I felt like I was holding them captive, against their will, (except for those few who decided to come in before I made the "threat") as we looked over the assignment again, I did some reteaching, and then students worked or reworked the problems. See, I give the answers to the math homework so they can get feedback automatically as to if they are doing it correctly instead of waiting until it's checked by me. They can see right away if they "get it" or not.
One might say that you shouldn't give students work outside of the classroom until you are sure they can do it on their own, and I agree with that. But I get this response from many of them in class....I actually have this Baby Blues comic posted on my bulletin board. We work problems on individual white boards in class, and they seem to get it. Does it just fall out of their heads when they leave? Retention is not the big question I'm struggling with here.
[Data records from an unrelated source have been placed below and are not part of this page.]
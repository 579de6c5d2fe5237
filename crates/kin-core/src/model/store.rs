//! The owned collection of entries.
//!
//! [`EntryStore`] replaces a process-wide entries list: callers construct one
//! per session and pass it by reference to the editor and the classifier.
//!
//! # Invariants
//!
//! - No two entries share a title; [`EntryStore::get_or_create`] is
//!   idempotent.
//! - Entries keep creation order. There is no deletion.
//!
//! Edge symmetry (a child listed on one side implies the parent listed on the
//! other) is maintained by [`crate::graph::editor`]; [`EntryStore::asymmetric_edges`]
//! reports violations in snapshots that were edited by hand.

use std::collections::HashMap;

use tracing::{debug, warn};

use super::entry::Entry;

/// Title-keyed entry collection with creation-order iteration.
#[derive(Debug, Clone, Default)]
pub struct EntryStore {
    entries: Vec<Entry>,
    /// title → position in `entries`.
    index: HashMap<String, usize>,
}

impl EntryStore {
    #[must_use]
    pub fn new() -> Self {
        Self::default()
    }

    /// Build a store from a snapshot. See [`EntryStore::replace_all`].
    #[must_use]
    pub fn from_entries(entries: Vec<Entry>) -> Self {
        let mut store = Self::new();
        store.replace_all(entries);
        store
    }

    /// Return the entry titled `title`, creating an empty one if absent.
    ///
    /// Never fails. Creation appends to the end of the store.
    pub fn get_or_create(&mut self, title: &str) -> &Entry {
        let pos = self.position_or_insert(title);
        &self.entries[pos]
    }

    /// Look up an entry without creating it.
    #[must_use]
    pub fn get(&self, title: &str) -> Option<&Entry> {
        self.index.get(title).map(|&pos| &self.entries[pos])
    }

    #[must_use]
    pub fn contains(&self, title: &str) -> bool {
        self.index.contains_key(title)
    }

    /// Replace the whole collection, as done when loading a snapshot.
    ///
    /// No merge with the previous contents happens. A repeated title keeps its
    /// first occurrence; later duplicates are dropped with a warning so the
    /// uniqueness invariant survives malformed input.
    pub fn replace_all(&mut self, entries: Vec<Entry>) {
        self.entries.clear();
        self.index.clear();
        for mut entry in entries {
            if self.index.contains_key(entry.title()) {
                warn!(title = entry.title(), "dropping duplicate entry from snapshot");
                continue;
            }
            entry.dedup_relations();
            self.index.insert(entry.title().to_string(), self.entries.len());
            self.entries.push(entry);
        }
        debug!(count = self.entries.len(), "entry store replaced");
    }

    #[must_use]
    pub fn len(&self) -> usize {
        self.entries.len()
    }

    #[must_use]
    pub fn is_empty(&self) -> bool {
        self.entries.is_empty()
    }

    /// Entries in creation order.
    #[must_use]
    pub fn entries(&self) -> &[Entry] {
        &self.entries
    }

    pub fn iter(&self) -> impl Iterator<Item = &Entry> {
        self.entries.iter()
    }

    /// All titles in creation order.
    pub fn titles(&self) -> impl Iterator<Item = &str> {
        self.entries.iter().map(Entry::title)
    }

    #[must_use]
    pub fn into_entries(self) -> Vec<Entry> {
        self.entries
    }

    /// Every `(parent, child)` edge recorded on only one side, in store order.
    ///
    /// Edges pointing at titles with no entry are included. A store mutated
    /// only through the editor always returns an empty list.
    #[must_use]
    pub fn asymmetric_edges(&self) -> Vec<(String, String)> {
        let mut found: Vec<(String, String)> = Vec::new();
        let mut record = |parent: &str, child: &str| {
            if !found.iter().any(|(p, c)| p == parent && c == child) {
                found.push((parent.to_string(), child.to_string()));
            }
        };

        for entry in &self.entries {
            for child in entry.children_titles() {
                if !self.get(child).is_some_and(|c| c.has_parent(entry.title())) {
                    record(entry.title(), child);
                }
            }
            for parent in entry.parent_titles() {
                if !self.get(parent).is_some_and(|p| p.has_child(entry.title())) {
                    record(parent, entry.title());
                }
            }
        }
        found
    }

    pub(crate) fn position(&self, title: &str) -> Option<usize> {
        self.index.get(title).copied()
    }

    pub(crate) fn position_or_insert(&mut self, title: &str) -> usize {
        if let Some(pos) = self.position(title) {
            return pos;
        }
        let pos = self.entries.len();
        self.entries.push(Entry::new(title));
        self.index.insert(title.to_string(), pos);
        debug!(title, "created entry");
        pos
    }

    /// Mutable access to two distinct entries at once.
    ///
    /// # Panics
    ///
    /// Panics if `a == b`; callers reject self-relations before resolving.
    pub(crate) fn pair_mut(&mut self, a: usize, b: usize) -> (&mut Entry, &mut Entry) {
        assert_ne!(a, b, "pair_mut requires two distinct entries");
        if a < b {
            let (left, right) = self.entries.split_at_mut(b);
            (&mut left[a], &mut right[0])
        } else {
            let (left, right) = self.entries.split_at_mut(a);
            (&mut right[0], &mut left[b])
        }
    }
}
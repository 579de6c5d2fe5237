//! Parent/child edge mutation between two entries.
//!
//! # Usage
//!
//! ```rust,ignore
//! let mut store = EntryStore::new();
//! store.give("Alice").as_child("Bob")?;   // Alice → Bob
//! store.give("Alice").as_parent("Carol")?; // Carol → Alice
//! ```
//!
//! # Invariants
//!
//! Every edit keeps both sides of an edge in sync (B is a child of A exactly
//! when A is a parent of B) and never lets two entries be each other's parent
//! and child at once. Establishing a direction first removes the opposite one
//! on both sides, so the last edit between two entries decides the direction.
//! Repeating an edit is a no-op, not an error.
//!
//! Self-relations are rejected. Cycles through three or more entries are
//! handled according to [`CyclePolicy`].

#![allow(clippy::module_name_repetitions)]

use serde::{Deserialize, Serialize};
use thiserror::Error;
use tracing::{debug, warn};

use super::cycles::{CycleWarning, detect_cycle_on_add};
use crate::error::ErrorCode;
use crate::model::EntryStore;

// ---------------------------------------------------------------------------
// Types
// ---------------------------------------------------------------------------

/// What the editor does when a new edge would make an entry its own ancestor.
#[derive(Debug, Clone, Copy, Default, PartialEq, Eq, Serialize, Deserialize)]
#[serde(rename_all = "lowercase")]
pub enum CyclePolicy {
    /// Apply the edit and report the cycle in [`EditOutcome::cycle`].
    #[default]
    Warn,
    /// Refuse the edit with [`EditError::CycleDetected`].
    Reject,
}

/// How an edit changed the edge between two entries.
#[derive(Debug, Clone, Copy, PartialEq, Eq, Serialize)]
#[serde(rename_all = "snake_case")]
pub enum EdgeChange {
    /// No edge existed between the two entries.
    Added,
    /// The opposite edge existed and was replaced.
    Flipped,
    /// The requested edge already existed.
    Unchanged,
}

/// Result of a successful edit.
#[derive(Debug, Clone, PartialEq, Eq, Serialize)]
pub struct EditOutcome {
    pub parent: String,
    pub child: String,
    pub change: EdgeChange,
    /// Set when the edit closed an ancestor cycle under [`CyclePolicy::Warn`].
    #[serde(skip_serializing_if = "Option::is_none")]
    pub cycle: Option<CycleWarning>,
}

/// Errors from edge edits.
#[derive(Debug, Error, PartialEq, Eq)]
pub enum EditError {
    #[error("'{0}' cannot be its own parent or child")]
    SelfRelation(String),

    #[error("{0}")]
    CycleDetected(CycleWarning),
}

impl EditError {
    #[must_use]
    pub const fn code(&self) -> ErrorCode {
        match self {
            Self::SelfRelation(_) => ErrorCode::SelfRelation,
            Self::CycleDetected(_) => ErrorCode::CycleDetected,
        }
    }

    #[must_use]
    pub const fn hint(&self) -> Option<&'static str> {
        self.code().hint()
    }
}

// ---------------------------------------------------------------------------
// give(...)
// ---------------------------------------------------------------------------

/// Pending edit anchored on one entry; finish it with
/// [`Give::as_child`] or [`Give::as_parent`].
#[must_use = "call as_child or as_parent to apply the edit"]
pub struct Give<'a> {
    store: &'a mut EntryStore,
    title: String,
    policy: CyclePolicy,
}

impl EntryStore {
    /// Start an edit on `title` using [`CyclePolicy::Warn`].
    pub fn give(&mut self, title: &str) -> Give<'_> {
        Give {
            store: self,
            title: title.to_string(),
            policy: CyclePolicy::default(),
        }
    }
}

impl Give<'_> {
    pub fn with_policy(mut self, policy: CyclePolicy) -> Self {
        self.policy = policy;
        self
    }

    /// Make `child` a child of the anchored entry.
    ///
    /// Both entries are created if absent. If `child` was a parent of the
    /// anchored entry, that edge is removed first.
    ///
    /// # Errors
    ///
    /// [`EditError::SelfRelation`] when `child` is the anchored entry, and
    /// [`EditError::CycleDetected`] under [`CyclePolicy::Reject`]. The store
    /// is untouched on error.
    pub fn as_child(self, child: &str) -> Result<EditOutcome, EditError> {
        let Self {
            store,
            title,
            policy,
        } = self;
        link(store, &title, child, Side::OtherIsChild, policy)
    }

    /// Make `parent` a parent of the anchored entry. Mirror of
    /// [`Give::as_child`].
    ///
    /// # Errors
    ///
    /// Same as [`Give::as_child`].
    pub fn as_parent(self, parent: &str) -> Result<EditOutcome, EditError> {
        let Self {
            store,
            title,
            policy,
        } = self;
        link(store, &title, parent, Side::OtherIsParent, policy)
    }
}

#[derive(Clone, Copy)]
enum Side {
    OtherIsChild,
    OtherIsParent,
}

fn link(
    store: &mut EntryStore,
    title: &str,
    other: &str,
    side: Side,
    policy: CyclePolicy,
) -> Result<EditOutcome, EditError> {
    if title == other {
        return Err(EditError::SelfRelation(title.to_string()));
    }

    let (parent, child) = match side {
        Side::OtherIsChild => (title, other),
        Side::OtherIsParent => (other, title),
    };

    let cycle = detect_cycle_on_add(store, parent, child);
    if let Some(warning) = cycle.clone() {
        match policy {
            CyclePolicy::Reject => return Err(EditError::CycleDetected(warning)),
            CyclePolicy::Warn => warn!(%warning, "edit closes an ancestor cycle"),
        }
    }

    // Resolve the anchored entry first, then the other one.
    let title_pos = store.position_or_insert(title);
    let other_pos = store.position_or_insert(other);
    let (parent_pos, child_pos) = match side {
        Side::OtherIsChild => (title_pos, other_pos),
        Side::OtherIsParent => (other_pos, title_pos),
    };

    let (parent_entry, child_entry) = store.pair_mut(parent_pos, child_pos);
    let flipped_a = parent_entry.remove_parent(child);
    let added_a = parent_entry.add_child(child);
    let flipped_b = child_entry.remove_child(parent);
    let added_b = child_entry.add_parent(parent);

    let change = if flipped_a || flipped_b {
        EdgeChange::Flipped
    } else if added_a || added_b {
        EdgeChange::Added
    } else {
        EdgeChange::Unchanged
    };
    debug!(parent, child, ?change, "edge set");

    Ok(EditOutcome {
        parent: parent.to_string(),
        child: child.to_string(),
        change,
        cycle,
    })
}

/// Remove any parent/child edge between `a` and `b`, in either direction.
///
/// Entries are never created or deleted. Returns `true` if an edge was
/// removed.
pub fn detach(store: &mut EntryStore, a: &str, b: &str) -> bool {
    let (Some(a_pos), Some(b_pos)) = (store.position(a), store.position(b)) else {
        return false;
    };
    if a_pos == b_pos {
        return false;
    }

    let (a_entry, b_entry) = store.pair_mut(a_pos, b_pos);
    let removed = [
        a_entry.remove_child(b),
        a_entry.remove_parent(b),
        b_entry.remove_child(a),
        b_entry.remove_parent(a),
    ];
    let any = removed.contains(&true);
    if any {
        debug!(a, b, "edge detached");
    }
    any
}

// ---------------------------------------------------------------------------
// Tests
// ---------------------------------------------------------------------------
The big question I'm struggling with and have been for a while is: WHY DON'T STUDENTS CARE? Why won't they come in to get help? When is it my job to force them to come in so they get help? When is it their turn to step up and take responsibility for their own learning?
I know I'm dwelling on the negative here...I should celebrate the kids who came in on their own. Today I did not do that, and that is something I regret and will learn from...but with 8 days of school left, I'm kind of at my wits' end.